Preme la luce indifferente, forando nubi, in raggi e morbide volute,
e si corre fino al suolo,
per tanta bellezza, schiantato, e muto.
Procede la luce, d’ inesorabile sua forza,
serena tra bambagia spessa e riflettente,
e chiede forse?
Nulla, non chiede nulla, arrogante d’essere.
Come chi?
Nell’arroganza d’uomini c’è bisogno d’oggetto,
sia esso amore od odio, serve,
solo l’indifferenza che ferisce e uccide non si tollera,
come bellezza ch’ ha bisogno di parole per esser diluita.
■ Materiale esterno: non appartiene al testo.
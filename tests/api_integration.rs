use std::net::SocketAddr;
use std::sync::Arc;

use reqwest::Client;
use tokio::task::JoinHandle;

use bitcoin_chain_stats::api::{app_router, AppState};
use bitcoin_chain_stats::ingest_stats::INGEST_STATS;
use bitcoin_chain_stats::models::Checkpoint;
use bitcoin_chain_stats::storage::{self, MemoryBlockStore};

#[tokio::test]
async fn health_endpoint_works() {
    let (base_url, handle) = spawn_app(MemoryBlockStore::new()).await;
    let client = Client::new();
    let res = client
        .get(format!("{}/health", base_url))
        .send()
        .await
        .unwrap();
    assert!(res.status().is_success());
    let body: serde_json::Value = res.json().await.unwrap();
    assert_eq!(body.get("status").and_then(|s| s.as_str()), Some("ok"));
    handle.abort();
}

#[tokio::test]
async fn ingest_stats_returns_counters() {
    let (base_url, handle) = spawn_app(MemoryBlockStore::new()).await;
    INGEST_STATS.inc_blocks_admitted(1);
    INGEST_STATS.inc_transactions_admitted(2);
    let client = Client::new();
    let res = client
        .get(format!("{}/stats/ingest", base_url))
        .send()
        .await
        .unwrap();
    assert!(res.status().is_success());
    let body: serde_json::Value = res.json().await.unwrap();
    assert!(body.get("blocks_admitted").and_then(|v| v.as_u64()).unwrap_or(0) >= 1);
    assert!(body.get("transactions_admitted").is_some());
    assert!(body.get("blocks_aggregated").is_some());
    assert!(body.get("failed_cycles").is_some());
    handle.abort();
}

#[tokio::test]
async fn checkpoint_is_not_found_before_first_run() {
    let (base_url, handle) = spawn_app(MemoryBlockStore::new()).await;
    let res = Client::new()
        .get(format!("{}/checkpoint", base_url))
        .send()
        .await
        .unwrap();
    assert_eq!(res.status(), reqwest::StatusCode::NOT_FOUND);
    handle.abort();
}

#[tokio::test]
async fn checkpoint_returns_stored_record() {
    let store = MemoryBlockStore::new();
    let checkpoint = Checkpoint {
        max_blocks_in_storage: 10,
        blocks_stored: 3,
        first_block_hash: "00aa".to_string(),
        last_block_hash: "00cc".to_string(),
        minimal_height: 700_000,
        pending_gap: None,
    };
    storage::put_checkpoint(&store, &checkpoint).await.unwrap();

    let (base_url, handle) = spawn_app(store).await;
    let res = Client::new()
        .get(format!("{}/checkpoint", base_url))
        .send()
        .await
        .unwrap();
    assert!(res.status().is_success());
    let body: Checkpoint = res.json().await.unwrap();
    assert_eq!(body, checkpoint);
    handle.abort();
}

async fn spawn_app(store: MemoryBlockStore) -> (String, JoinHandle<()>) {
    let state = AppState {
        store: Arc::new(store),
    };
    let app = app_router(state);

    let listener = tokio::net::TcpListener::bind("127.0.0.1:0").await.unwrap();
    let addr: SocketAddr = listener.local_addr().unwrap();
    let base_url = format!("http://{}", addr);
    let server = axum::serve(listener, app);
    let handle = tokio::spawn(async move {
        let _ = server.await;
    });

    (base_url, handle)
}
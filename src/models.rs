use serde::{Deserialize, Serialize};

#[derive(Debug, Clone, PartialEq, Serialize, Deserialize)]
pub struct Block {
    pub hash: String,
    pub version: i32,
    pub previous_block: Option<String>,
    /// Successors known to the node when the block was last queried. More than
    /// one entry marks a fork point.
    #[serde(default)]
    pub next_blocks: Vec<String>,
    pub merkle_root: String,
    pub time: u64,
    pub nonce: u64,
    pub transaction_ids: Vec<String>,
    pub size: u64,
    pub height: u64,
    #[serde(default)]
    pub amount: f64,
}

impl Block {
    pub fn number_of_transactions(&self) -> usize {
        self.transaction_ids.len()
    }
}

#[derive(Debug, Clone, PartialEq, Serialize, Deserialize)]
pub struct Transaction {
    pub transaction_id: String,
    pub version: i32,
    pub lock_time: u64,
    pub amount: f64,
}

#[derive(Debug, Clone, PartialEq, Eq, Hash, Serialize, Deserialize)]
pub struct BlockReference {
    pub hash: String,
}

impl BlockReference {
    pub fn new(hash: impl Into<String>) -> Self {
        Self { hash: hash.into() }
    }
}

#[derive(Debug, Clone, PartialEq, Eq, Serialize, Deserialize)]
pub struct Checkpoint {
    /// `0` means unbounded.
    pub max_blocks_in_storage: u64,
    pub blocks_stored: u64,
    pub first_block_hash: String,
    pub last_block_hash: String,
    pub minimal_height: u64,
    /// Where an unfinished ancestry walk picks up again.
    #[serde(default, skip_serializing_if = "Option::is_none")]
    pub pending_gap: Option<String>,
}

impl Checkpoint {
    pub fn is_bounded(&self) -> bool {
        self.max_blocks_in_storage != 0
    }

    pub fn retention_exhausted(&self) -> bool {
        self.is_bounded() && self.blocks_stored >= self.max_blocks_in_storage
    }
}
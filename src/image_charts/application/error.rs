use crate::domain::error::DomainError;
use crate::infrastructure::error::InfrastructureError;
use thiserror::Error;

#[derive(Error, Debug)]
pub enum ApplicationError {
    #[error("Image-Charts did not respond within {timeout_ms} ms")]
    Timeout { timeout_ms: u64 },

    /// Non-2xx answer; carries the joined validation messages or the error code.
    #[error("{0}")]
    RemoteValidation(String),

    #[error("Domain error occurred: {0}")]
    DomainError(#[from] DomainError),

    #[error("Infrastructure error occurred: {0}")]
    InfrastructureError(#[source] InfrastructureError),
}

impl From<InfrastructureError> for ApplicationError {
    fn from(error: InfrastructureError) -> Self {
        match error {
            InfrastructureError::Timeout(timeout_ms) => ApplicationError::Timeout { timeout_ms },
            other => ApplicationError::InfrastructureError(other),
        }
    }
}
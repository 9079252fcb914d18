//! Typed setters for every chart parameter the service understands.

use super::image_charts::ImageCharts;

macro_rules! chart_parameters {
    ($( $(#[$doc:meta])* $key:ident ),* $(,)?) => {
        /// Keys with a dedicated setter on [`ImageCharts`], in declaration order.
        pub const CHART_PARAMETERS: &[&str] = &[$(stringify!($key)),*];

        impl ImageCharts {
            $(
                $(#[$doc])*
                pub fn $key(self, value: impl Into<String>) -> Self {
                    self.set(stringify!($key), value)
                }
            )*
        }

        #[cfg(test)]
        const PARAMETER_SETTERS: &[(&str, fn(ImageCharts, String) -> ImageCharts)] = &[
            $((stringify!($key), |chart: ImageCharts, value: String| chart.$key(value))),*
        ];
    };
}

chart_parameters! {
    /// Chart type, e.g. `bvg`, `lc`, `p`, `gv`.
    cht,
    /// Chart data, e.g. `a:-100,200.5,75.55,110` or `t:10,20,30|15,25,35`.
    chd,
    /// Custom scaling for text-format data (`-80,140`), or `a` for automatic.
    chds,
    /// QR code data encoding. Only `UTF-8` is supported.
    choe,
    /// QR code error correction level and optional margin, e.g. `L|4`.
    chld,
    /// Axis data range, e.g. `0,0,500|1,0,200`.
    chxr,
    /// Fake output extension appended to the URL (`.png` or `.gif`).
    chof,
    /// Chart size as `<width>x<height>`.
    chs,
    /// Legend text, one label per series separated by `|`.
    chdl,
    /// Legend text color and font size, e.g. `9e9e9e,17`.
    chdls,
    /// Solid or dotted grid lines, e.g. `0,1,1,5`.
    chg,
    /// Series colors as comma separated `RRGGBB[AA]` values.
    chco,
    /// Chart title.
    chtt,
    /// Chart title color and font size, e.g. `00FF00,17`.
    chts,
    /// Visible axes, e.g. `x,y`.
    chxt,
    /// Custom axis labels, e.g. `0:|Jan|July|Jan`.
    chxl,
    /// Axis label styles, e.g. `1,0000DD`.
    chxs,
    /// Compound charts, line fills and markers.
    chm,
    /// Line thickness and dash style, e.g. `3,6,3|5`.
    chls,
    /// Bar, pie, doughnut and polar labels. Overrides `chdl`.
    chl,
    /// Chart margins, e.g. `30,30,30,30`.
    chma,
    /// Legend position and entry order.
    chdlp,
    /// Background fills, e.g. `bg,s,FFFFFF`.
    chf,
    /// Animation settings. Setting it makes the chart a gif.
    chan,
    /// Doughnut chart inside label.
    chli,
    /// Enterprise account id. Requests carrying it are signed when a secret is configured.
    icac,
    /// HMAC-SHA256 request signature. Normally appended by [`ImageCharts::to_url`].
    ichm,
    /// Default Google Fonts family for all text.
    icff,
    /// Default font style for all text.
    icfs,
    /// Localization (ISO 639-1).
    iclocale,
    /// Retina mode, `1` to enable.
    icretina,
    /// QR code background color.
    icqrb,
    /// QR code foreground color.
    icqrf,
}

/// Whether `key` has a dedicated setter.
pub fn is_known_parameter(key: &str) -> bool {
    CHART_PARAMETERS.contains(&key)
}
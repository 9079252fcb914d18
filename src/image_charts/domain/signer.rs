use crate::domain::error::DomainError;
use hmac::{Hmac, Mac};
use sha2::Sha256;

type HmacSha256 = Hmac<Sha256>;

/// HMAC-SHA256 of `message` keyed by `secret`, as lowercase hex.
pub fn sign(secret: &str, message: &str) -> Result<String, DomainError> {
    let mut mac = HmacSha256::new_from_slice(secret.as_bytes())
        .map_err(|e| DomainError::SigningError(e.to_string()))?;
    mac.update(message.as_bytes());
    Ok(hex::encode(mac.finalize().into_bytes()))
}
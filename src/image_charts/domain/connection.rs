use serde::Deserialize;
use std::path::Path;

pub const DEFAULT_PROTOCOL: &str = "https";
pub const DEFAULT_HOST: &str = "image-charts.com";
pub const DEFAULT_PORT: u16 = 443;
pub const DEFAULT_PATHNAME: &str = "/chart";
pub const DEFAULT_TIMEOUT_MS: u64 = 5000;

/// Caller-supplied connection options. `None` keeps the default.
#[derive(Deserialize, Debug, Clone, Default, PartialEq, Eq)]
pub struct ImageChartsConfig {
    pub protocol: Option<String>,
    pub host: Option<String>,
    pub port: Option<u16>,
    pub pathname: Option<String>,
    pub secret: Option<String>,
    #[serde(rename = "timeoutMillis")]
    pub timeout_ms: Option<u64>,
}

impl ImageChartsConfig {
    pub fn from_json_str(json: &str) -> Result<Self, serde_json::Error> {
        serde_json::from_str(json)
    }

    pub fn from_json_file(path: impl AsRef<Path>) -> anyhow::Result<Self> {
        let raw = std::fs::read_to_string(path.as_ref())?;
        Ok(Self::from_json_str(&raw)?)
    }

    /// `overrides` wins wherever it carries a value.
    pub fn merged_with(self, overrides: ImageChartsConfig) -> Self {
        Self {
            protocol: overrides.protocol.or(self.protocol),
            host: overrides.host.or(self.host),
            port: overrides.port.or(self.port),
            pathname: overrides.pathname.or(self.pathname),
            secret: overrides.secret.or(self.secret),
            timeout_ms: overrides.timeout_ms.or(self.timeout_ms),
        }
    }
}

/// Resolved connection settings, fixed once the builder is created.
#[derive(Debug, Clone, PartialEq, Eq)]
pub struct ConnectionSettings {
    pub protocol: String,
    pub host: String,
    pub port: u16,
    pub pathname: String,
    pub secret: Option<String>,
    pub timeout_ms: u64,
}

impl ConnectionSettings {
    /// Secret used for signing; an empty secret disables signing.
    pub fn signing_secret(&self) -> Option<&str> {
        self.secret.as_deref().filter(|secret| !secret.is_empty())
    }
}

impl Default for ConnectionSettings {
    fn default() -> Self {
        ImageChartsConfig::default().into()
    }
}

impl From<ImageChartsConfig> for ConnectionSettings {
    fn from(config: ImageChartsConfig) -> Self {
        Self {
            protocol: config.protocol.unwrap_or_else(|| DEFAULT_PROTOCOL.to_string()),
            host: config.host.unwrap_or_else(|| DEFAULT_HOST.to_string()),
            port: config.port.unwrap_or(DEFAULT_PORT),
            pathname: config.pathname.unwrap_or_else(|| DEFAULT_PATHNAME.to_string()),
            secret: config.secret,
            timeout_ms: config.timeout_ms.unwrap_or(DEFAULT_TIMEOUT_MS),
        }
    }
}
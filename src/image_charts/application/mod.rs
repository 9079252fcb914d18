pub mod chart_parameters;
pub mod error;
pub mod image_charts;
pub mod response_decoder;
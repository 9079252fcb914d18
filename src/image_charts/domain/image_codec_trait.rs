use crate::infrastructure::error::InfrastructureError;
use image::{DynamicImage, ImageFormat};

// 画像バイト列とメモリ上の画像の相互変換
#[cfg_attr(test, mockall::automock)]
pub trait ImageCodec: Send + Sync {
    fn decode(&self, bytes: &[u8]) -> Result<DynamicImage, InfrastructureError>;

    fn encode(&self, image: &DynamicImage, format: ImageFormat) -> Result<Vec<u8>, InfrastructureError>;
}
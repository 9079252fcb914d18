use crate::infrastructure::error::InfrastructureError;
use async_trait::async_trait;
use std::collections::HashMap;

/// Status, headers and body of a completed HTTP exchange.
#[derive(Debug, Clone, Default, PartialEq, Eq)]
pub struct TransportResponse {
    pub status: u16,
    // ヘッダー名は小文字で保持する
    pub headers: HashMap<String, String>,
    pub body: Vec<u8>,
}

impl TransportResponse {
    pub fn new(status: u16, body: Vec<u8>) -> Self {
        Self {
            status,
            headers: HashMap::new(),
            body,
        }
    }

    pub fn with_header(mut self, name: &str, value: impl Into<String>) -> Self {
        self.headers.insert(name.to_ascii_lowercase(), value.into());
        self
    }

    pub fn header(&self, name: &str) -> Option<&str> {
        self.headers
            .get(&name.to_ascii_lowercase())
            .map(String::as_str)
    }

    pub fn is_success(&self) -> bool {
        (200..300).contains(&self.status)
    }
}

/// Performs the HTTP GET for a chart URL.
///
/// Implementations must report an expired `timeout_ms` as
/// [`InfrastructureError::Timeout`].
#[cfg_attr(test, mockall::automock)]
#[async_trait]
pub trait Transport: Send + Sync {
    async fn http_get(
        &self,
        url: &str,
        timeout_ms: u64,
        headers: &[(String, String)],
    ) -> Result<TransportResponse, InfrastructureError>;
}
E la luce, in sublime noncuranza, mostra sé,
nuda di vibrazione nell‘impudica bellezza,
nuda ed indifferente, scava,
con corpuscolare natura, l’acqua e gli occhi nostri,
che finti disattenti aprono bocche ed inghiottono nervosi,
in attesa d’un sole finalmente sfacciato e umano.
Un sole che non è luce, ma oggetto
che si può amare e odiare,
un sole che scaldi e metta in ordine i colori,
o mostri le nostre malinconie di riottosa vita piena.
Un sole che non è luce, ma colore
che percuote di calore e radiazione sporca,
e non l’inconsistente luce,
che non si piega ad un sentire nostro, come la bellezza
che pur sentita, distoglie l’occhio per non essere compresa.